WASHINGTON, Jan. 6, 2016 - A conversation with Bob Stallman reflects the time he’s spent at the helm of the nation’s largest agricultural organization. It’s not really about Bob Stallman. It’s about agriculture. It’s about the issues. And it’s all about the American Farm Bureau Federation.

On Saturday, in Orlando, Florida, AFBF will open the final convention of Stallman’s 16-year, eight-term tenure. He’s hoping to avoid more of the pomp and circumstance that he’s being feted with, including a ceremony at USDA’s Washington headquarters where USDA Secretary Tom Vilsack will proclaim Wednesday as “Bob Stallman Appreciation Day.”

Stallman, a rice and cattle producer from Columbus, Texas, has never been one for personal accolades, choosing instead to deflect credit onto the organization he’s served since January 2000. In a conversation with Agri-Pulse in December, questions posed about his personal accomplishments were typically either dismissed or redirected toward AFBF achievements. However, Stallman is about the only one in Washington agricultural circles that doesn’t have high praise for his tenure.

Senate Agriculture Committee Chair Pat Roberts, R-Kansas, said Stallman’s time at AFBF represented “true leadership” empowering AFBF to “successfully (lead) the charge in representing a large variety of farming interests.” AFBF Communications Director Mace Thornton said he’ll miss Stallman’s powerful podium presence, adding that his ability to choose his words was among the best Thornton has ever seen. Agriculture Secretary Tom Vilsack added to the chorus, saying Stallman has led AFBF “with a steady hand and a champion’s heart.”

“Bob is the kind of leader who makes people in the business proud of what they do,” Vilsack said in a statement to Agri-Pulse. “He has inspired countless agricultural leaders, past and present, including myself. I am honored to call him a strong partner and a good friend.”

Stallman, however, sees things differently.

“It’s not about the person sitting here,” Stallman said from his sprawling office at AFBF’s Washington headquarters, “it’s about the organization. Everything I’ve done, I’ve always viewed it that way.”

“I have absolutely no illusions that once I step down from this position, that Bob Stallman going up to the Hill by himself is going to have (the same) influence compared to Bob Stallman previously as president of AFBF, and that’s just a fact,” he added. “My role has been to encourage a working environment that got us to that point both between our leaders and also here in the office with our staff, and that’s what I’ve tried to do.”

Under Stallman’s leadership, AFBF lobbied on three farm bills, countless federal regulations, and an occasional trade agreement for good measure. Away from the organization’s policy efforts, he oversaw the move of AFBF’s headquarters from suburban Chicago to Washington, as well as expenditures like the purchase of the IDEAg Group, which now puts on five farm shows annually across the country and expanded AFBF’s own convention trade show.

In the last several years, the organization crafted the “Ditch the Rule” narrative that would become synonymous with the fight against EPA’s Waters of the U.S. rule.

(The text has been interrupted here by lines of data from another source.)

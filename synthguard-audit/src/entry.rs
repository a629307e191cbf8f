use chrono::{DateTime, Utc};
use serde::{Deserialize, Serialize};

use crate::{hash::ChainHash, payload::AuditPayload};

#[derive(Clone, Debug, PartialEq, Serialize, Deserialize)]
pub struct AuditEntry {
    pub sequence_no: u64,
    pub timestamp: DateTime<Utc>,
    pub prev_hash: ChainHash,
    pub payload: AuditPayload,
    pub payload_hash: ChainHash,
}

impl AuditEntry {
    pub(crate) fn seal(
        sequence_no: u64,
        timestamp: DateTime<Utc>,
        prev_hash: ChainHash,
        payload: AuditPayload,
    ) -> Result<Self, serde_json::Error> {
        let payload_hash = hash_payload(&payload)?;
        Ok(Self {
            sequence_no,
            timestamp,
            prev_hash,
            payload,
            payload_hash,
        })
    }

    /// Hash of the full serialized entry; the next entry's `prev_hash`.
    pub fn digest(&self) -> Result<ChainHash, serde_json::Error> {
        Ok(ChainHash::digest(serde_json::to_vec(self)?))
    }

    /// Recomputes the payload hash and compares it with the stored one.
    pub fn payload_intact(&self) -> Result<bool, serde_json::Error> {
        Ok(hash_payload(&self.payload)? == self.payload_hash)
    }
}

pub(crate) fn hash_payload(payload: &AuditPayload) -> Result<ChainHash, serde_json::Error> {
    Ok(ChainHash::digest(serde_json::to_vec(payload)?))
}

#[cfg(test)]
mod tests {
    use super::*;
    use crate::payload::ReleaseCause;

    fn released(epsilon: f64) -> AuditPayload {
        AuditPayload::Released {
            dataset_id: "patients_v1".into(),
            reservation_id: "rsv-1".into(),
            epsilon,
            delta: 0.0,
            cause: ReleaseCause::Rejected,
        }
    }

    #[test]
    fn digest_survives_json_round_trip() {
        let entry = AuditEntry::seal(7, Utc::now(), ChainHash::genesis(), released(0.1 + 0.2))
            .unwrap();
        let line = serde_json::to_string(&entry).unwrap();
        let parsed: AuditEntry = serde_json::from_str(&line).unwrap();
        assert_eq!(parsed.digest().unwrap(), entry.digest().unwrap());
    }

    #[test]
    fn payload_edit_is_detected() {
        let mut entry =
            AuditEntry::seal(0, Utc::now(), ChainHash::genesis(), released(0.5)).unwrap();
        assert!(entry.payload_intact().unwrap());
        entry.payload = released(0.25);
        assert!(!entry.payload_intact().unwrap());
    }
}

Stallman said one of his few regrets is not seeing the rule killed, by Congress or the courts, before he leaves office. He says he would also liked to have seen closure of some kind on the immigration issue, and approval of the Trans-Pacific Partnership, rather than passing on those issues to his successor.

That Ditch the Rule campaign, which Stallman called one of AFBF’s “most effective efforts,” was a credit to Stallman’s constant push to find a path forward that was right for his membership, Dale Moore, the federation’s executive director of public policy, told Agri-Pulse.

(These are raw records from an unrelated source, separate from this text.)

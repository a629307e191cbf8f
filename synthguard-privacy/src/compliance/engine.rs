use std::collections::{BTreeMap, BTreeSet};

use rayon::prelude::*;
use serde::{Deserialize, Serialize};
use synthguard_audit::FrameworkSummary;
use tracing::debug;

use super::{ComplianceError, Framework, Rule, RuleCatalog, RuleSets, RuleViolation};
use crate::record::Record;

/// Upper bound on rule ids listed in an audit summary.
const SUMMARY_RULE_LIMIT: usize = 16;

#[derive(Clone, Debug, PartialEq, Serialize, Deserialize)]
pub struct ComplianceVerdict {
    pub framework: Framework,
    pub passed: bool,
    /// Sorted by record index, then rule id.
    pub violations: Vec<RuleViolation>,
    /// Share of records with at least one violation.
    pub risk_score: f64,
    pub recommendations: Vec<String>,
}

impl ComplianceVerdict {
    pub fn failed_rules(&self) -> BTreeSet<&str> {
        self.violations.iter().map(|v| v.rule_id.as_str()).collect()
    }

    pub fn summary(&self, blocking: bool) -> FrameworkSummary {
        FrameworkSummary {
            framework: self.framework.to_string(),
            passed: self.passed,
            blocking,
            violation_count: self.violations.len() as u64,
            failed_rules: self
                .failed_rules()
                .into_iter()
                .take(SUMMARY_RULE_LIMIT)
                .map(str::to_owned)
                .collect(),
        }
    }
}

fn evaluate_framework(records: &[Record], framework: &Framework, rules: &[Rule]) -> ComplianceVerdict {
    let mut violations: Vec<RuleViolation> = records
        .par_iter()
        .enumerate()
        .flat_map_iter(|(index, record)| rules.iter().filter_map(move |rule| rule.check(index, record)))
        .collect();
    violations.sort();

    let offending: BTreeSet<usize> = violations.iter().map(|v| v.record_index).collect();
    let risk_score = if records.is_empty() {
        0.0
    } else {
        offending.len() as f64 / records.len() as f64
    };

    let failed: BTreeSet<&str> = violations.iter().map(|v| v.rule_id.as_str()).collect();
    let mut recommendations: Vec<String> = rules
        .iter()
        .filter(|rule| failed.contains(rule.id.as_str()))
        .filter_map(|rule| rule.remediation.clone())
        .collect();
    recommendations.sort();
    recommendations.dedup();

    debug!(
        %framework,
        records = records.len(),
        violations = violations.len(),
        "compliance rules evaluated"
    );
    ComplianceVerdict {
        framework: framework.clone(),
        passed: violations.is_empty(),
        violations,
        risk_score,
        recommendations,
    }
}

/// Evaluates candidate batches against the frameworks of a loaded
/// [`RuleCatalog`].
#[derive(Clone, Debug)]
pub struct ComplianceRuleEngine {
    catalog: RuleCatalog,
}

impl ComplianceRuleEngine {
    pub fn new(catalog: RuleCatalog) -> Self {
        Self { catalog }
    }

    pub fn catalog(&self) -> &RuleCatalog {
        &self.catalog
    }

    /// Resolves the requested frameworks before any budget is reserved.
    /// Fails with `UnknownFramework` on the first name not loaded.
    pub fn select<'a>(
        &self,
        frameworks: impl IntoIterator<Item = &'a Framework>,
    ) -> Result<RuleSets, ComplianceError> {
        self.catalog.select(frameworks)
    }

    /// Evaluates `records` against every selected rule set. Rules form an
    /// unordered conjunction and records are checked independently, in
    /// parallel.
    pub fn evaluate(records: &[Record], rule_sets: &RuleSets) -> BTreeMap<Framework, ComplianceVerdict> {
        rule_sets
            .iter()
            .map(|(framework, rules)| (framework.clone(), evaluate_framework(records, framework, rules)))
            .collect()
    }
}

#[cfg(test)]
mod tests {
    use super::*;
    use crate::compliance::FieldPredicate;
    use pretty_assertions::assert_eq;
    use serde_json::json;

    fn records(values: Vec<serde_json::Value>) -> Vec<Record> {
        values
            .into_iter()
            .map(|v| serde_json::from_value(v).unwrap())
            .collect()
    }

    fn ssn_only() -> RuleSets {
        BTreeMap::from([(
            Framework::new("HIPAA"),
            vec![Rule::field_absent("hipaa.ssn", "ssn").with_remediation("drop ssn")],
        )])
    }

    #[test]
    fn field_absent_violation_references_record() {
        let batch = records(vec![json!({"age": 40}), json!({"ssn": "123-45-6789"})]);
        let verdicts = ComplianceRuleEngine::evaluate(&batch, &ssn_only());
        let hipaa = &verdicts[&Framework::new("HIPAA")];
        assert!(!hipaa.passed);
        assert_eq!(hipaa.violations.len(), 1);
        assert_eq!(hipaa.violations[0].record_index, 1);
        assert_eq!(hipaa.risk_score, 0.5);
        assert_eq!(hipaa.recommendations, vec!["drop ssn".to_string()]);

        let cleaned = records(vec![json!({"age": 40}), json!({"age": 51})]);
        assert!(ComplianceRuleEngine::evaluate(&cleaned, &ssn_only())[&Framework::new("HIPAA")].passed);
    }

    #[test]
    fn violations_sort_by_record_then_rule() {
        let rules = BTreeMap::from([(
            Framework::new("INTERNAL"),
            vec![
                Rule::field_absent("z.email", "email"),
                Rule::cross_field("a.pair", &["lat", "lon"], FieldPredicate::AllOrNone),
            ],
        )]);
        let batch: Vec<Record> = (0..64)
            .map(|i| {
                serde_json::from_value(json!({"email": format!("u{i}@x.org"), "lat": i})).unwrap()
            })
            .collect();
        let verdicts = ComplianceRuleEngine::evaluate(&batch, &rules);
        let verdict = &verdicts[&Framework::new("INTERNAL")];
        assert_eq!(verdict.violations.len(), 128);
        let order: Vec<(usize, &str)> = verdict
            .violations
            .iter()
            .take(4)
            .map(|v| (v.record_index, v.rule_id.as_str()))
            .collect();
        assert_eq!(order, vec![(0, "a.pair"), (0, "z.email"), (1, "a.pair"), (1, "z.email")]);
        assert_eq!(verdict.risk_score, 1.0);
    }

    #[test]
    fn engine_rejects_unknown_frameworks() {
        let engine = ComplianceRuleEngine::new(RuleCatalog::builtin().unwrap());
        let unknown = [Framework::new("FERPA")];
        assert_eq!(
            engine.select(&unknown).unwrap_err(),
            ComplianceError::UnknownFramework("FERPA".into())
        );
        let selected = engine.select(&[Framework::new("SOX")]).unwrap();
        let verdicts = ComplianceRuleEngine::evaluate(&[], &selected);
        assert!(verdicts[&Framework::new("SOX")].passed);
    }

    #[test]
    fn summary_lists_failed_rules_once() {
        let batch = records(vec![json!({"ssn": "1"}), json!({"ssn": "2"})]);
        let verdicts = ComplianceRuleEngine::evaluate(&batch, &ssn_only());
        let verdict = &verdicts[&Framework::new("HIPAA")];
        let summary = verdict.summary(true);
        assert_eq!(summary.violation_count, 2);
        assert_eq!(summary.failed_rules, vec!["hipaa.ssn".to_string()]);
        assert!(summary.blocking);
    }
}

“His leadership on those kinds of issues changed the tenor,” Moore said, noting that Stallman always found it best to find creative ways to address the policy goal at hand. “We focus on the issues, we stay away from focusing on the personalities. One of the quickest ways to get in trouble with Bob Stallman is to make an issue about a personality … because the policy is what needs to be focused on.”

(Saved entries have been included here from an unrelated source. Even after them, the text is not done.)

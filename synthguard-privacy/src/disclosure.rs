//! Statistical disclosure control over a candidate batch: k-anonymity,
//! l-diversity and t-closeness on exact equivalence classes of the
//! quasi-identifier projection.

use std::{
    collections::{BTreeMap, BTreeSet, HashMap},
    fmt,
};

use rayon::prelude::*;
use serde::{Deserialize, Serialize};
use synthguard_audit::DisclosureSummary;
use thiserror::Error;
use tracing::debug;

use crate::{
    config::DisclosureConfig,
    noise::{calibrate, NoiseMechanism, NoiseParameters, NoiseSampler},
    record::{cell_key, Record},
};

const T_TOLERANCE: f64 = 1e-12;

#[derive(Debug, Error, Clone, PartialEq, Eq)]
pub enum DisclosureError {
    #[error("at least one quasi-identifier column is required")]
    NoQuasiIdentifiers,
    #[error("column name must not be empty")]
    EmptyColumnName,
    #[error("column {0} cannot be both a quasi-identifier and a sensitive column")]
    OverlappingColumn(String),
}

#[derive(Clone, Debug, PartialEq, Serialize, Deserialize)]
#[serde(tag = "kind", rename_all = "snake_case")]
pub enum DisclosureViolation {
    /// The batch had no rows; nothing can be released from it.
    EmptyBatch,
    KAnonymity { k_min: u64, k_threshold: u64 },
    LDiversity {
        column: String,
        observed: u64,
        required: u64,
    },
    TCloseness {
        column: String,
        observed: f64,
        threshold: f64,
    },
}

impl DisclosureViolation {
    pub fn column(&self) -> Option<&str> {
        match self {
            Self::LDiversity { column, .. } | Self::TCloseness { column, .. } => Some(column),
            _ => None,
        }
    }
}

impl fmt::Display for DisclosureViolation {
    fn fmt(&self, f: &mut fmt::Formatter<'_>) -> fmt::Result {
        match self {
            Self::EmptyBatch => f.write_str("empty batch"),
            Self::KAnonymity { k_min, k_threshold } => {
                write!(f, "k-anonymity: smallest class has {k_min} rows, need {k_threshold}")
            }
            Self::LDiversity {
                column,
                observed,
                required,
            } => write!(
                f,
                "l-diversity on {column}: {observed} distinct values in a class, need {required}"
            ),
            Self::TCloseness {
                column,
                observed,
                threshold,
            } => write!(
                f,
                "t-closeness on {column}: distance {observed:.4} exceeds {threshold}"
            ),
        }
    }
}

/// A count as it may be shown outside the engine. Counts below the minimum
/// reportable size only leave with Laplace noise.
#[derive(Clone, Copy, Debug, PartialEq, Serialize, Deserialize)]
#[serde(tag = "kind", content = "value", rename_all = "snake_case")]
pub enum ReportedCount {
    Exact(u64),
    Noised(f64),
}

impl ReportedCount {
    pub fn value(&self) -> f64 {
        match *self {
            Self::Exact(count) => count as f64,
            Self::Noised(value) => value,
        }
    }

    pub fn is_noised(&self) -> bool {
        matches!(self, Self::Noised(_))
    }
}

#[derive(Clone, Debug, PartialEq, Serialize, Deserialize)]
pub struct DisclosureReport {
    pub rows: u64,
    pub class_count: u64,
    /// Exact smallest class size; release decisions depend on it.
    pub k_min: u64,
    pub k_threshold: u64,
    /// `k_min` as it may be shown to callers and the audit log.
    pub k_min_released: ReportedCount,
    pub singleton_classes: u64,
    /// Minimum distinct values per class, by sensitive column.
    pub l_diversity: BTreeMap<String, u64>,
    /// Maximum class-to-batch total-variation distance, by sensitive column.
    pub t_closeness: BTreeMap<String, f64>,
    /// Class sizes in ascending order of the underlying exact size.
    pub class_sizes: Vec<ReportedCount>,
    pub violations: Vec<DisclosureViolation>,
}

impl DisclosureReport {
    pub fn passed(&self) -> bool {
        self.violations.is_empty()
    }

    /// Batches this small are discarded without running compliance.
    pub fn below_floor(&self, k_floor: u64) -> bool {
        self.k_min <= k_floor
    }

    pub fn summary(&self) -> DisclosureSummary {
        DisclosureSummary {
            rows: self.rows,
            class_count: self.class_count,
            k_threshold: self.k_threshold,
            k_min_released: self.k_min_released.value(),
            k_min_noised: self.k_min_released.is_noised(),
            passed: self.passed(),
            violations: self.violations.iter().map(ToString::to_string).collect(),
        }
    }
}

#[derive(Clone)]
pub struct DisclosureAnalyzer {
    config: DisclosureConfig,
    /// Keys the small-count noise stream so it cannot be recomputed from
    /// the batch alone.
    noise_key: [u8; 32],
}

impl Default for DisclosureAnalyzer {
    fn default() -> Self {
        Self::new(DisclosureConfig::default())
    }
}

struct ColumnStats {
    column: String,
    l_min: u64,
    t_max: f64,
}

impl DisclosureAnalyzer {
    /// Draws a fresh noise key from the thread-local CSPRNG.
    pub fn new(config: DisclosureConfig) -> Self {
        Self::with_noise_key(config, rand::random())
    }

    pub fn with_noise_key(config: DisclosureConfig, noise_key: [u8; 32]) -> Self {
        Self { config, noise_key }
    }

    pub fn config(&self) -> &DisclosureConfig {
        &self.config
    }

    pub fn check_columns(
        quasi_identifiers: &BTreeSet<String>,
        sensitive_columns: &BTreeSet<String>,
    ) -> Result<(), DisclosureError> {
        if quasi_identifiers.is_empty() {
            return Err(DisclosureError::NoQuasiIdentifiers);
        }
        if quasi_identifiers
            .iter()
            .chain(sensitive_columns)
            .any(|column| column.trim().is_empty())
        {
            return Err(DisclosureError::EmptyColumnName);
        }
        if let Some(column) = quasi_identifiers.intersection(sensitive_columns).next() {
            return Err(DisclosureError::OverlappingColumn(column.clone()));
        }
        Ok(())
    }

    /// Partitions `records` by exact equality on `quasi_identifiers` and
    /// measures every class. The result depends only on the multiset of
    /// rows, not their order.
    pub fn analyze(
        &self,
        records: &[Record],
        quasi_identifiers: &BTreeSet<String>,
        sensitive_columns: &BTreeSet<String>,
        k_threshold: u64,
    ) -> Result<DisclosureReport, DisclosureError> {
        Self::check_columns(quasi_identifiers, sensitive_columns)?;

        if records.is_empty() {
            return Ok(DisclosureReport {
                rows: 0,
                class_count: 0,
                k_min: 0,
                k_threshold,
                k_min_released: ReportedCount::Exact(0),
                singleton_classes: 0,
                l_diversity: sensitive_columns.iter().map(|c| (c.clone(), 0)).collect(),
                t_closeness: sensitive_columns.iter().map(|c| (c.clone(), 0.0)).collect(),
                class_sizes: Vec::new(),
                violations: vec![DisclosureViolation::EmptyBatch],
            });
        }

        let mut classes: BTreeMap<Vec<String>, Vec<usize>> = BTreeMap::new();
        for (index, record) in records.iter().enumerate() {
            let key = quasi_identifiers
                .iter()
                .map(|column| cell_key(record, column))
                .collect();
            classes.entry(key).or_default().push(index);
        }
        let classes: Vec<Vec<usize>> = classes.into_values().collect();

        let mut sizes: Vec<u64> = classes.iter().map(|rows| rows.len() as u64).collect();
        sizes.sort_unstable();
        let k_min = sizes.first().copied().unwrap_or(0);
        let singleton_classes = sizes.iter().filter(|&&size| size == 1).count() as u64;

        let columns: Vec<&String> = sensitive_columns.iter().collect();
        let stats: Vec<ColumnStats> = columns
            .par_iter()
            .map(|column| column_stats(records, &classes, column))
            .collect();

        let mut violations = Vec::new();
        if k_min < k_threshold {
            violations.push(DisclosureViolation::KAnonymity { k_min, k_threshold });
        }
        let mut l_diversity = BTreeMap::new();
        let mut t_closeness = BTreeMap::new();
        for stat in stats {
            if stat.l_min < self.config.l_diversity_min {
                violations.push(DisclosureViolation::LDiversity {
                    column: stat.column.clone(),
                    observed: stat.l_min,
                    required: self.config.l_diversity_min,
                });
            }
            if stat.t_max > self.config.t_closeness_max + T_TOLERANCE {
                violations.push(DisclosureViolation::TCloseness {
                    column: stat.column.clone(),
                    observed: stat.t_max,
                    threshold: self.config.t_closeness_max,
                });
            }
            l_diversity.insert(stat.column.clone(), stat.l_min);
            t_closeness.insert(stat.column, stat.t_max);
        }

        let (k_min_released, class_sizes) = self.release_counts(records, k_min, &sizes);
        debug!(
            rows = records.len(),
            classes = classes.len(),
            k_min,
            violations = violations.len(),
            "disclosure analysis complete"
        );
        Ok(DisclosureReport {
            rows: records.len() as u64,
            class_count: classes.len() as u64,
            k_min,
            k_threshold,
            k_min_released,
            singleton_classes,
            l_diversity,
            t_closeness,
            class_sizes,
            violations,
        })
    }

    fn release_counts(
        &self,
        records: &[Record],
        k_min: u64,
        sizes: &[u64],
    ) -> (ReportedCount, Vec<ReportedCount>) {
        let floor = self.config.min_reportable_count;
        if k_min >= floor {
            return (
                ReportedCount::Exact(k_min),
                sizes.iter().copied().map(ReportedCount::Exact).collect(),
            );
        }
        let params = match self.count_noise() {
            Some(params) => params,
            // a validated config always calibrates; withhold small counts otherwise
            None => {
                return (
                    ReportedCount::Noised(0.0),
                    sizes
                        .iter()
                        .map(|&size| {
                            if size < floor {
                                ReportedCount::Noised(0.0)
                            } else {
                                ReportedCount::Exact(size)
                            }
                        })
                        .collect(),
                )
            }
        };
        let mut sampler = NoiseSampler::keyed(&self.noise_key, batch_fingerprint(records));
        let k_min_released = ReportedCount::Noised(sampler.perturb(k_min as f64, &params));
        let class_sizes = sizes
            .iter()
            .map(|&size| {
                if size < floor {
                    ReportedCount::Noised(sampler.perturb(size as f64, &params))
                } else {
                    ReportedCount::Exact(size)
                }
            })
            .collect();
        (k_min_released, class_sizes)
    }

    fn count_noise(&self) -> Option<NoiseParameters> {
        calibrate(
            NoiseMechanism::Laplace,
            1.0,
            self.config.count_noise_epsilon,
            0.0,
        )
        .ok()
    }
}

impl fmt::Debug for DisclosureAnalyzer {
    fn fmt(&self, f: &mut fmt::Formatter<'_>) -> fmt::Result {
        f.debug_struct("DisclosureAnalyzer")
            .field("config", &self.config)
            .finish_non_exhaustive()
    }
}

fn column_stats(records: &[Record], classes: &[Vec<usize>], column: &str) -> ColumnStats {
    let mut global: HashMap<String, u64> = HashMap::new();
    for record in records {
        *global.entry(cell_key(record, column)).or_default() += 1;
    }
    let total = records.len() as f64;

    let mut l_min = u64::MAX;
    let mut t_max = 0.0f64;
    for rows in classes {
        let mut local: HashMap<String, u64> = HashMap::new();
        for &index in rows {
            *local.entry(cell_key(&records[index], column)).or_default() += 1;
        }
        l_min = l_min.min(local.len() as u64);

        let size = rows.len() as f64;
        let distance = 0.5
            * global
                .iter()
                .map(|(value, &count)| {
                    let p_class = local.get(value).copied().unwrap_or(0) as f64 / size;
                    (p_class - count as f64 / total).abs()
                })
                .sum::<f64>();
        t_max = t_max.max(distance);
    }
    ColumnStats {
        column: column.to_owned(),
        l_min: if classes.is_empty() { 0 } else { l_min },
        t_max,
    }
}

/// Order-independent digest input for the batch.
fn batch_fingerprint(records: &[Record]) -> Vec<u8> {
    let mut lines: Vec<String> = records
        .iter()
        .map(|record| serde_json::to_string(record).unwrap_or_default())
        .collect();
    lines.sort_unstable();
    lines.join("\n").into_bytes()
}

 As a sign of Stallman’s influence in Washington, Moore pointed to an October event just days after the Obama administration announced completion of the Trans-Pacific Partnership, a trade agreement strongly backed by AFBF and many others in agriculture. President Barack Obama held a roundtable discussion at USDA headquarters with agriculture and business leaders, including dignitaries like Vilsack and U.S. Trade Representative Michael Froman and Stallman was seated next to the president. That placement – which Moore, a former USDA employee, assured Stallman was no accident – was symbolic on many levels, both of the administration’s desire to have agriculture throw its collective weight behind the agreement, but also of Stallman as a representative of American agriculture.

As his final convention nears, Stallman said he’s never been a very emotional person, so he doesn’t expect the convention events to get sappy or overly sentimental. He pointed out that the organization hosted a retirement event for him at its “Taste of the States” reception in Washington, and “that’s enough.” Down to the end of his tenure, Stallman will be insistent that the focus be not on him, but on the organization.

“I already decided – in fact I already demanded, to be honest – that this convention is about the election of the new guy -- it’s not about Bob Stallman,” he said. “I’m satisfied that this place is better now than when I came, and I hope that the next guy makes it even better.”